7 morts dans l'Ouest ivoirien

  • 14 mars 2013
Des chasseurs traditionnels Dozo ont été à plusieurs reprises mis en cause dans des incidents meurtriers dans l'ouest ivoirien.

Au moins sept personnes dont deux soldats, ont été tuées lors d'une attaque contre un village par des hommes venus du Liberia dans l'ouest de la Côte d'Ivoire. Cette nouvelle incursion s'est produite dans la nuit de mardi à mercredi dans le village de Zilébly à trois kilomètres de la frontière libérienne.
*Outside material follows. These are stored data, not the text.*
//! Short code generation
//!
//! Two strategies are available: uniformly random alphanumeric codes, and
//! codes derived from a SHA-256 digest of the destination URL. Neither
//! guarantees uniqueness; the registry checks every candidate and retries.

use rand::distr::{Alphanumeric, Distribution};
use serde::{Deserialize, Serialize};
use sha2::{Digest, Sha256};
use std::fmt::Write as _;

/// Length of generated codes unless configured otherwise
pub const DEFAULT_CODE_LENGTH: usize = 6;

/// Number of candidates tried before giving up on generation
pub const DEFAULT_MAX_ATTEMPTS: usize = 100;

/// Length of codes derived from URL content
pub const CONTENT_CODE_LENGTH: usize = 6;

#[derive(Debug, Clone, Copy, PartialEq, Eq, Default, Serialize, Deserialize)]
#[serde(rename_all = "lowercase")]
pub enum CodeStrategy {
    #[default]
    Random,
    Content,
}

/// Generate a random code of `length` characters from `[A-Za-z0-9]`
pub fn generate_random(length: usize) -> String {
    Alphanumeric
        .sample_iter(rand::rng())
        .take(length)
        .map(char::from)
        .collect()
}

/// Derive a code from the URL bytes. Pure: the same URL always yields the
/// same 6 lowercase hex characters.
pub fn generate_from_content(url: &str) -> String {
    hex_prefix(&Sha256::digest(url.as_bytes()), CONTENT_CODE_LENGTH)
}

fn generate_from_content_salted(url: &str, salt: usize) -> String {
    let mut hasher = Sha256::new();
    hasher.update(url.as_bytes());
    hasher.update(salt.to_le_bytes());
    hex_prefix(&hasher.finalize(), CONTENT_CODE_LENGTH)
}

fn hex_prefix(digest: &[u8], len: usize) -> String {
    let mut out = String::with_capacity(len + 1);
    for byte in digest {
        if out.len() >= len {
            break;
        }
        let _ = write!(out, "{byte:02x}");
    }
    out.truncate(len);
    out
}

/// Produces candidate codes for the registry according to a strategy
#[derive(Debug, Clone)]
pub struct CodeGenerator {
    strategy: CodeStrategy,
    length: usize,
    max_attempts: usize,
}

impl Default for CodeGenerator {
    fn default() -> Self {
        Self::new(CodeStrategy::Random, DEFAULT_CODE_LENGTH, DEFAULT_MAX_ATTEMPTS)
    }
}

impl CodeGenerator {
    pub fn new(strategy: CodeStrategy, length: usize, max_attempts: usize) -> Self {
        Self {
            strategy,
            length,
            max_attempts: max_attempts.max(1),
        }
    }

    pub fn max_attempts(&self) -> usize {
        self.max_attempts
    }

    /// Candidate for the given zero-based attempt.
    ///
    /// The content strategy salts every attempt after the first so that a
    /// collision does not keep producing the same candidate.
    pub fn candidate(&self, url: &str, attempt: usize) -> String {
        match self.strategy {
            CodeStrategy::Random => generate_random(self.length),
            CodeStrategy::Content if attempt == 0 => generate_from_content(url),
            CodeStrategy::Content => generate_from_content_salted(url, attempt),
        }
    }
}
use axum::{
    routing::{get, post},
    Router,
};
use std::sync::Arc;

use crate::registry::LinkRegistry;

use super::handlers::{create_url, get_stats, get_url, health_check, AppState};

/// Routes mounted under `/api`
pub fn create_api_router(registry: Arc<LinkRegistry>, public_base_url: Option<String>) -> Router {
    let state = Arc::new(AppState {
        registry,
        public_base_url,
    });

    Router::new()
        .route("/health", get(health_check))
        .route("/shorten", post(create_url))
        .route("/stats", get(get_stats))
        .route("/url/{short_code}", get(get_url))
        .with_state(state)
}
use axum::Router;
use std::sync::Arc;
use tower_http::trace::TraceLayer;

use crate::api::create_api_router;
use crate::redirect::create_redirect_router;
use crate::registry::LinkRegistry;

/// Full HTTP surface: the JSON API under `/api` and redirects at `/{code}`
pub fn create_app(registry: Arc<LinkRegistry>, public_base_url: Option<String>) -> Router {
    Router::new()
        .nest(
            "/api",
            create_api_router(Arc::clone(&registry), public_base_url),
        )
        .merge(create_redirect_router(registry))
        .layer(TraceLayer::new_for_http())
}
Il a fallu plusieurs heures aux forces armées pour repousser les assaillants.

Cependant selon l'état-major, contacté par notre correspondante, il n'est pas certain que les agresseurs soient venus du Liberia.

L'état-major précise que les personnes qui ont attaqué le village, étaient habillées en Dozo, chasseurs traditionnels et portaient des chaussures Rangers.

Cette attaque ciblait un poste avancé des Forces républicaines de la Côte d'Ivoire à Zilébly.

Un premier renfort de l'armée a été dépêché de Bloléquin, localité voisine mais ces éléments sont tombés dans une embuscade.

Une seconde vague de renforts a ensuite été envoyée de la ville de Man.

C'est seulement mercredi vers 17h que l'armée ivorienne a repris le contrôle de la Zilébly.

Bilan de cette attaque : 6 morts, 2 militaires, 4 civils et l'un des assaillants.

On ne dispose d'aucune précision sur le nombre des personnes qui ont attaqué le village ni sur leur identité mais ils étaient bien armés.

Ce nouvel incident a provoqué la fuite de nombreux villageois qui se sont refugiés dans les localités voisines.

L'Ouest du pays reste la zone la plus fragile au niveau securitaire.

Cette région, proche la frontière libérienne, a été à plusieurs reprises l'objet d'attaques meurtrières, notament celle qui en juin 2012 avait coûté la vie à sept casques bleus.

Les tensions restent très vives entre les autochtones et les habitants qui ne sont pas originaies de la région.

Le tout est exacerbé par des conflits fonciers.

Pour sécuriser la frontière ivoiro-libérienne, délimitée par le fleuve Cavalla, très étroit en certains endroit, les deux pays ont resserré leur coopération avec l'aide des Nations unies.

Ce qui semblait s'avérer efficace jusqu'à cette dernière attaque.